Man muss den Hund als Mitglied einer sozialen Gruppe verstehen!

Da haben wir Ihn nun: den fertig ausgebildeten Hund! Er kennt Sitz, Platz, Fuß und all die anderen wichtigen Dinge, die ein Hund heutzutage wissen muss. Aber sobald er die Haustür verläßt, scheint es, als wisse er von alledem nichts mehr.
Denn auf die natürlichen Bedürfnisse unserer Hunde wird nicht eingegangen. Der Hund wird nicht als Hund behandelt, es findet vielmehr eine Verniedlichung und Vermenschlichung statt. Partner Hund bleibt völlig außen vor, weil er diese Art von Erziehung einfach nicht versteht, nicht verstehen kann.
Denn er ist und bleibt ein Hund, und so sehr man es sich auch wünscht, er wird nie ein Mensch werden. Zum Glück....

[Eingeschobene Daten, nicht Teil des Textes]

//! Relationships between model elements.
//!
//! A [`Relationship`] is a directed, described edge between two elements,
//! identified like any other model item. Relationships are created
//! exclusively through the owning model's factory, which assigns the
//! identifier and performs duplicate and validity checks; the constructor is
//! crate-private for that reason.

use serde::{Deserialize, Serialize};

use trellis_core::{
    identifier::Id,
    tags::{self, TagSet},
};

const REQUIRED_TAGS: &[&str] = &[tags::RELATIONSHIP];

/// Classification of a relationship's call semantics.
#[derive(Debug, Clone, Copy, Default, PartialEq, Eq, Serialize, Deserialize)]
pub enum InteractionStyle {
    #[default]
    Synchronous,
    Asynchronous,
}

impl InteractionStyle {
    /// Returns the tag added to relationships with this style.
    pub(crate) fn tag(self) -> &'static str {
        match self {
            InteractionStyle::Synchronous => tags::SYNCHRONOUS,
            InteractionStyle::Asynchronous => tags::ASYNCHRONOUS,
        }
    }
}

/// A directed edge between two elements.
#[derive(Debug, Clone, Serialize, Deserialize)]
pub struct Relationship {
    id: Id,
    source_id: Id,
    destination_id: Id,
    #[serde(default)]
    description: String,
    #[serde(default)]
    technology: String,
    #[serde(default)]
    interaction_style: InteractionStyle,
    #[serde(default)]
    tags: TagSet,
}

impl Relationship {
    pub(crate) fn new(
        id: Id,
        source_id: Id,
        destination_id: Id,
        description: &str,
        technology: &str,
        interaction_style: InteractionStyle,
    ) -> Self {
        let mut tags = TagSet::with_required(REQUIRED_TAGS);
        tags.add(interaction_style.tag());
        Self {
            id,
            source_id,
            destination_id,
            description: description.trim().to_string(),
            technology: technology.trim().to_string(),
            interaction_style,
            tags,
        }
    }

    /// Returns the relationship identifier.
    pub fn id(&self) -> Id {
        self.id
    }

    /// Returns the id of the source element.
    pub fn source_id(&self) -> Id {
        self.source_id
    }

    /// Returns the id of the destination element.
    pub fn destination_id(&self) -> Id {
        self.destination_id
    }

    /// Returns the description of the relationship.
    pub fn description(&self) -> &str {
        &self.description
    }

    /// Returns the technology of the relationship (e.g. "HTTPS").
    pub fn technology(&self) -> &str {
        &self.technology
    }

    /// Returns the interaction style of the relationship.
    pub fn interaction_style(&self) -> InteractionStyle {
        self.interaction_style
    }

    /// Returns the tags of the relationship.
    pub fn tags(&self) -> &TagSet {
        &self.tags
    }

    /// Adds a tag to the relationship.
    pub fn add_tag(&mut self, tag: &str) {
        self.tags.add(tag);
    }

    /// Removes a tag. Required tags are never removed.
    pub fn remove_tag(&mut self, tag: &str) {
        if !REQUIRED_TAGS.contains(&tag) {
            self.tags.remove(tag);
        }
    }

    pub(crate) fn ensure_required_tags(&mut self) {
        self.tags.ensure_required(REQUIRED_TAGS);
    }
}

#[cfg(test)]
mod tests {
    use super::*;

    #[test]
    fn test_style_tag_is_applied() {
        let relationship = Relationship::new(
            Id::new("10"),
            Id::new("1"),
            Id::new("2"),
            "Sends events to",
            "AMQP",
            InteractionStyle::Asynchronous,
        );

        let tag_list: Vec<&str> = relationship.tags().iter().collect();
        assert_eq!(tag_list, vec![tags::RELATIONSHIP, tags::ASYNCHRONOUS]);
    }

    #[test]
    fn test_required_tag_cannot_be_removed() {
        let mut relationship = Relationship::new(
            Id::new("10"),
            Id::new("1"),
            Id::new("2"),
            "Uses",
            "",
            InteractionStyle::Synchronous,
        );

        relationship.remove_tag(tags::RELATIONSHIP);
        assert!(relationship.tags().contains(tags::RELATIONSHIP));

        relationship.remove_tag(tags::SYNCHRONOUS);
        assert!(!relationship.tags().contains(tags::SYNCHRONOUS));
    }

    #[test]
    fn test_description_and_technology_are_trimmed() {
        let relationship = Relationship::new(
            Id::new("10"),
            Id::new("1"),
            Id::new("2"),
            "  Reads from  ",
            "  JDBC  ",
            InteractionStyle::Synchronous,
        );

        assert_eq!(relationship.description(), "Reads from");
        assert_eq!(relationship.technology(), "JDBC");
    }
}
//! Identifier management using string interning for efficient storage and comparison.
//!
//! This module provides the [`Id`] type with an efficient string-interner based
//! approach. Identifiers are assigned by the owning model from a sequential
//! generator, so they are short numeric strings in practice, but the type
//! accepts any string (identifiers also round-trip through serialized models
//! produced by other tooling).

use std::{
    fmt,
    sync::{Mutex, OnceLock},
};

use serde::{Deserialize, Deserializer, Serialize, Serializer};
use string_interner::{DefaultStringInterner, DefaultSymbol};

/// Global string interner for efficient identifier storage.
///
/// # Thread Safety
///
/// This uses `Mutex` for thread-safe access to the string interner.
static INTERNER: OnceLock<Mutex<DefaultStringInterner>> = OnceLock::new();

/// Efficient identifier type using string interning.
///
/// Two `Id`s created from the same string are equal and share storage. The
/// serialized form is the plain string, so identifiers survive a round trip
/// through an external representation unchanged.
///
/// # Examples
///
/// ```
/// use trellis_core::identifier::Id;
///
/// let first = Id::new("1");
/// let again = Id::new("1");
/// assert_eq!(first, again);
/// assert_eq!(first, "1");
/// ```
#[derive(Debug, Clone, Copy, PartialEq, Eq, Hash)]
pub struct Id(DefaultSymbol);

impl Id {
    /// Creates an `Id` from `&str`.
    pub fn new(name: &str) -> Self {
        let mut interner = INTERNER
            .get_or_init(|| Mutex::new(DefaultStringInterner::new()))
            .lock()
            .expect("Failed to acquire interner lock");
        let symbol = interner.get_or_intern(name);
        Self(symbol)
    }
}

impl fmt::Display for Id {
    fn fmt(&self, f: &mut fmt::Formatter<'_>) -> fmt::Result {
        let interner = INTERNER
            .get_or_init(|| Mutex::new(DefaultStringInterner::new()))
            .lock()
            .expect("Failed to acquire interner lock");
        let str_value = interner
            .resolve(self.0)
            .expect("Symbol should exist in interner");
        write!(f, "{}", str_value)
    }
}

impl std::str::FromStr for Id {
    type Err = ();

    fn from_str(s: &str) -> Result<Self, Self::Err> {
        Ok(Self::new(s))
    }
}

impl From<&str> for Id {
    /// Creates an `Id` from a string slice.
    ///
    /// This is a convenience implementation that calls `Id::new`.
    fn from(name: &str) -> Self {
        Self::new(name)
    }
}

impl PartialEq<str> for Id {
    /// Allows direct comparison with string slices: `id == "string"`
    fn eq(&self, other: &str) -> bool {
        let interner = INTERNER
            .get_or_init(|| Mutex::new(DefaultStringInterner::new()))
            .lock()
            .expect("Failed to acquire interner lock");
        let self_str = interner
            .resolve(self.0)
            .expect("Symbol should exist in interner");
        self_str == other
    }
}

impl PartialEq<&str> for Id {
    /// Allows direct comparison with string references: `id == &string`
    fn eq(&self, other: &&str) -> bool {
        self == *other
    }
}

impl Serialize for Id {
    fn serialize<S>(&self, serializer: S) -> Result<S::Ok, S::Error>
    where
        S: Serializer,
    {
        serializer.collect_str(self)
    }
}

impl<'de> Deserialize<'de> for Id {
    fn deserialize<D>(deserializer: D) -> Result<Self, D::Error>
    where
        D: Deserializer<'de>,
    {
        let name = String::deserialize(deserializer)?;
        Ok(Self::new(&name))
    }
}
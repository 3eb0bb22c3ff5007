//! Structured usage facts produced by external source-code scanners.
//!
//! Tooling that inspects a codebase (annotation processors, dependency
//! analyzers) reports what it finds as [`UsageFact`]s: "this element uses
//! the element named X, for this reason, over this technology". The model
//! consumes those facts and turns each one into a relationship; the scanner
//! itself is not part of this library.

use serde::{Deserialize, Serialize};

use trellis_core::identifier::Id;

use crate::{error::ModelError, model::Model, relationship::InteractionStyle};

/// One "uses" fact reported by an external scanner.
///
/// The destination is an element name, not an id: scanners see names in
/// annotations, and the model resolves them.
#[derive(Debug, Clone, PartialEq, Eq, Serialize, Deserialize)]
pub struct UsageFact {
    /// Name of the destination element.
    pub destination: String,
    /// Description of the relationship.
    #[serde(default)]
    pub description: String,
    /// Technology of the relationship.
    #[serde(default)]
    pub technology: String,
}

impl UsageFact {
    /// Creates a usage fact.
    pub fn new(destination: &str, description: &str, technology: &str) -> Self {
        Self {
            destination: destination.trim().to_string(),
            description: description.trim().to_string(),
            technology: technology.trim().to_string(),
        }
    }
}

impl Model {
    /// Creates one relationship per fact, from the given source element to
    /// the element each fact names.
    ///
    /// Returns the ids of the created relationships, in fact order. Facts
    /// are applied in order and application stops at the first failure;
    /// relationships created before the failure remain in the model (the
    /// graph is append-only).
    ///
    /// # Errors
    ///
    /// Fails if the source does not resolve, a destination name is unknown,
    /// or a fact duplicates an existing relationship.
    pub fn apply_usage_facts(
        &mut self,
        source: Id,
        facts: &[UsageFact],
    ) -> Result<Vec<Id>, ModelError> {
        let mut created = Vec::with_capacity(facts.len());
        for fact in facts {
            let destination = self
                .element_named(&fact.destination)
                .map(|element| element.id())
                .ok_or_else(|| ModelError::UnknownName(fact.destination.clone()))?;
            created.push(self.add_relationship(
                source,
                destination,
                &fact.description,
                &fact.technology,
                InteractionStyle::Synchronous,
            )?);
        }
        Ok(created)
    }
}
//! Database migration management.

use sqlx::{Pool, Sqlite};

/// Applies the SQLx migrations shipped in the crate's `migrations/` directory.
pub async fn run_migrations(pool: &Pool<Sqlite>) -> Result<(), anyhow::Error> {
    let migrations_dir = std::path::Path::new(env!("CARGO_MANIFEST_DIR")).join("migrations");
    sqlx::migrate::Migrator::new(migrations_dir.as_path())
        .await?
        .run(pool)
        .await?;
    Ok(())
}
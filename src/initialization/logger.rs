//! Logger initialization.
//!
//! Configures `env_logger` with custom formatting. Supports both plain text
//! (with colors and emojis) and JSON output for structured logging.

use std::io::Write;

use colored::*;
use log::LevelFilter;

use crate::config::LogFormat;
use crate::error_handling::InitializationError;

/// Initializes the logger with the specified level and format.
///
/// The logger reads from the `RUST_LOG` environment variable by default, but
/// the provided `level` parameter will override it. This allows
/// `RUST_LOG=debug` for quick debugging while keeping explicit CLI control
/// via `--log-level`.
///
/// # Errors
///
/// Returns `InitializationError::Logger` if logger setup fails.
pub fn init_logger_with(level: LevelFilter, format: LogFormat) -> Result<(), InitializationError> {
    colored::control::set_override(true);

    let mut builder = env_logger::Builder::from_default_env();

    // CLI-provided level takes precedence over RUST_LOG
    builder.filter_level(level);
    builder.filter_module("sqlx", LevelFilter::Info);
    builder.filter_module("reqwest", LevelFilter::Info);
    builder.filter_module("hyper", LevelFilter::Info);
    builder.filter_module("iss_tracker", level);

    match format {
        LogFormat::Json => {
            builder.format(|buf, record| {
                writeln!(
                    buf,
                    "{{\"ts\":{},\"level\":\"{}\",\"target\":\"{}\",\"msg\":{}}}",
                    chrono::Utc::now().timestamp_millis(),
                    record.level(),
                    record.target(),
                    serde_json::to_string(&record.args().to_string())
                        .unwrap_or_else(|_| "\"\"".into())
                )
            });
        }
        LogFormat::Plain => {
            builder.format(|buf, record| {
                let level = record.level();
                let colored_level = match level {
                    log::Level::Error => level.to_string().red(),
                    log::Level::Warn => level.to_string().yellow(),
                    log::Level::Info => level.to_string().green(),
                    log::Level::Debug => level.to_string().blue(),
                    log::Level::Trace => level.to_string().purple(),
                };

                writeln!(buf, "[{}] {}", colored_level, record.args())
            });
        }
    }

    // try_init() instead of init() so tests can initialize more than once
    // without panicking
    builder.try_init().map_err(InitializationError::from)?;

    Ok(())
}

#[cfg(test)]
mod tests {
    use super::*;

    #[test]
    fn test_init_logger_plain_format() {
        let _ = env_logger::try_init();

        // May fail if a logger was already installed; must not panic either way
        let result = init_logger_with(LevelFilter::Info, LogFormat::Plain);
        assert!(result.is_ok() || result.is_err());
    }

    #[test]
    fn test_init_logger_json_format() {
        let _ = env_logger::try_init();

        let result = init_logger_with(LevelFilter::Info, LogFormat::Json);
        assert!(result.is_ok() || result.is_err());
    }
}
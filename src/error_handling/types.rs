//! Error type definitions.
//!
//! All per-cycle errors surface to the polling loop, which logs them and
//! moves on to the next tick. Nothing here terminates the process.

use log::SetLoggerError;
use thiserror::Error;

/// Error types for initialization failures.
#[derive(Error, Debug)]
pub enum InitializationError {
    /// Error initializing the logger.
    #[error("Logger initialization error: {0}")]
    Logger(#[from] SetLoggerError),

    /// Error initializing the HTTP client.
    #[error("HTTP client initialization error: {0}")]
    HttpClient(#[from] reqwest::Error),
}

/// Error types for fetching the current position.
///
/// Both variants mean the same thing to the caller: no usable sample this
/// cycle. The split exists so logs distinguish network trouble from a
/// response that arrived but did not match the expected schema.
#[derive(Error, Debug)]
pub enum PositionError {
    /// The HTTP request failed (unreachable, timed out, non-2xx status).
    #[error("Position service unavailable: {0}")]
    Request(#[from] reqwest::Error),

    /// The response arrived but its shape or values could not be parsed.
    #[error("Malformed position response: {0}")]
    Malformed(String),
}

/// Error types for persistence operations.
#[derive(Error, Debug)]
pub enum StoreError {
    /// Error creating the database file.
    #[error("Database file creation error: {0}")]
    FileCreation(String),

    /// SQL execution error.
    #[error("SQL error: {0}")]
    Sql(#[from] sqlx::Error),
}

/// Any error a single poll cycle can produce.
#[derive(Error, Debug)]
pub enum TrackerError {
    /// The position fetch failed; the cycle is skipped.
    #[error(transparent)]
    Position(#[from] PositionError),

    /// A store read or write failed; the cycle is skipped.
    #[error(transparent)]
    Store(#[from] StoreError),
}
//! Core domain types shared across modules.

use std::fmt;

/// One fetched position reading: a unix timestamp plus coordinates.
///
/// Samples are ephemeral; they are never persisted directly. Only the visits
/// derived from them end up in the database.
#[derive(Debug, Clone, Copy, PartialEq)]
pub struct Sample {
    /// Unix timestamp (seconds) reported by the position API.
    pub timestamp: i64,
    /// Latitude in decimal degrees (-90..90).
    pub latitude: f64,
    /// Longitude in decimal degrees (-180..180).
    pub longitude: f64,
}

/// Stable identifier for a resolved country.
///
/// The display name (e.g. "Japan") is the comparison key: two samples over the
/// same country must produce an identical `CountryId`, so the resolver is the
/// only place these are built from raw geocoder output.
#[derive(Debug, Clone, PartialEq, Eq, Hash)]
pub struct CountryId(String);

impl CountryId {
    /// Returns the country name as a string slice.
    pub fn as_str(&self) -> &str {
        &self.0
    }
}

impl From<String> for CountryId {
    fn from(name: String) -> Self {
        CountryId(name)
    }
}

impl From<&str> for CountryId {
    fn from(name: &str) -> Self {
        CountryId(name.to_string())
    }
}

impl fmt::Display for CountryId {
    fn fmt(&self, f: &mut fmt::Formatter<'_>) -> fmt::Result {
        f.write_str(&self.0)
    }
}

#[cfg(test)]
mod tests {
    use super::*;

    #[test]
    fn country_id_equality_is_case_sensitive() {
        assert_eq!(CountryId::from("Japan"), CountryId::from("Japan"));
        assert_ne!(CountryId::from("Japan"), CountryId::from("japan"));
    }

    #[test]
    fn country_id_display_matches_name() {
        let id = CountryId::from("New Zealand");
        assert_eq!(id.to_string(), "New Zealand");
        assert_eq!(id.as_str(), "New Zealand");
    }
}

Wir alle haben schon den Satz gehört "Mein Hund hört gut, außer ..."
Sie können wahlweise einsetzen:

"...er sieht Wild"
"...auf der anderen Straßenseite spielen andere Hunde"
"...er hat eine Fährte aufgenommen"
"...sein lieblings Nachbarhund hat Ihn mal falsch angeschaut"
"...eine Hündin kreuzt unseren Weg".

Das sind die Dinge, die für unsere Hunde elementar wichtig sind:

Nahrung
spielen mit Artgenossen
Kontakt zum anderen Geschlecht

Und in diesen, ihm so wichtigen Momenten, läßt er seine/n Besitzer/in stehen. Nicht, weil er ihn nicht mag, sondern weil in diesen Momenten eine feste Beziehung, die auf Vertrauen und Achtung aufgebaut ist, greifen sollte.
Die man aber leider durch das Geben von z.B. Futterbrocken eher abgebaut als gefestigt hat.